Your thoughts are appreciated!
Post # 3
I hate to be a downer, but it honestly sounds really tacky to me. Plus, it seems rude, I mean, you’ll be giving out alcohol to some guests but not all, which is a huge bummer if you’re a guest from a “loser” table.
Post # 4
I don’t think it fits in with a black tie theme. Plus – are you raffling it off for people to drink there? Meaning, the rest of the guests don’t get the liquor? I don’t think that’s fair at all.
I also think it’s rude to put bottles on only select tables. It sends the wrong message to your other guests (“I liked these people enough to give them booze, but you weren’t worth that cost”).
Post # 5
I think it should be equal. Everyone gets liquor or nobody does. I think giving the liquor to the “serior” tables but not to others is also pretty bad.
Post # 6
@carrierbleu: that might be illegal. I know it is in my state.
Post # 7
Honestly, it sounds a bit tacky to me. You can’t give some people a bunch of alcohol and then leave others out. All or nothing, in my opinion!
Post # 8
Fun at a bachelorette party, tacky at a wedding (especially a black tie only one).
Pick what you can have available to everyone and make a menu of that and stick with it. Beer, wine, and a signature drink is just fine.

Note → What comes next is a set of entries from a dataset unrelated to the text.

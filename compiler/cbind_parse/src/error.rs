use std::io;
use std::path::PathBuf;

use cbind_lexer::LexError;
use thiserror::Error;

/// Failure to read or parse a foreign header. Always fatal.
#[derive(Debug, Error)]
pub enum ParseError {
    #[error("cannot read {path}: {source}")]
    Io {
        path: PathBuf,
        #[source]
        source: io::Error,
    },

    #[error("{file}:{line}: {source}")]
    Lex {
        file: String,
        line: u32,
        #[source]
        source: LexError,
    },

    #[error("{file}:{line}: expected {expected}, found `{found}`")]
    Unexpected {
        file: String,
        line: u32,
        expected: &'static str,
        found: String,
    },

    #[error("{file}: unexpected end of input, expected {expected}")]
    UnexpectedEof {
        file: String,
        expected: &'static str,
    },

    #[error("{file}:{line}: include \"{include}\" not found")]
    MissingInclude {
        file: String,
        line: u32,
        include: String,
    },
}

May I ask, what is your overall budget for this black tie wedding? I just ask because it is unusual in my circle to have a black tie wedding but not a full open bar, because there is a perceived level of expense that goes along with black tie. When you say black tie, are you expecting people to wear tuxes and gowns?
I only did beer, wine, and a signature drink, but our wedding was semi-formal.
Post # 9
I wouldn’t like it because then the losers are left with nothing. I don’t like putting it only on certain tables either, that’s pretty rude. I’d say all or nothing as well.
Post # 10
@carrierbleu: Oh my…so tacky. I love that you want to have fun with your wedding (who says black tie has to equally stodgy?), but I think there are better ways to incorporate some lighthearted fun.
Post # 11
Maybe give it to the wedding party to have. But yeah I’m not a fan of the raffling.
Post # 12
I think this is a terrible idea. I also think maybe it shouldn’t be a black tie wedding.
And I don’t think any kind of games fit in with a black tie wedding. I would definitely try to serve beer. Men don’t want to get dressed in a tuxedo and find out they can’t even have a beer.
Post # 13
I am also in the tacky camp. I’d just have the cognac reserved for bridal party and immediate family. Are you having a bartender? Or you could just do a cigars and cognac section for the guys to enjoy while the ladies talk and dance.
Post # 14
@carrierbleu: Skip the raffle and tell your stepmom no to the bottles on select tables. Weddings are an all or nothing deal when it comes to offering something to guests.
Post # 15
1) IMO reception hospitality should apply to all guests or no guests. Singling out certain tables for extra hospitality never looks good.
2) The trivia games probably wouldn’t accomplish the goal of giving extra stuff to the guests who would appreciate it most, since it’s entirely possible that a competitve trivia-loving table could win without actually caring about the prize itself.
Will the seniors be at the rehearsal dinner? Maybe you can serve the cognac then instead, so the seniors still get to enjoy it but they aren’t being singled out at the reception?
Or, you or your stepmom could gift the cognac to your older relatives at some point, like to thank them for being your role models.
There are lots of options and ways to give people extras without creating different levels of hospitality at your reception.
Post # 16
Not cool to play raffle games at a wedding. Also not cool to give some guests upgraded food or drink in plain view of others who don’t get the same offer. No one needs a full bottle of Remy per table. Buy enough to serve an after-dinner drink to all those who want it.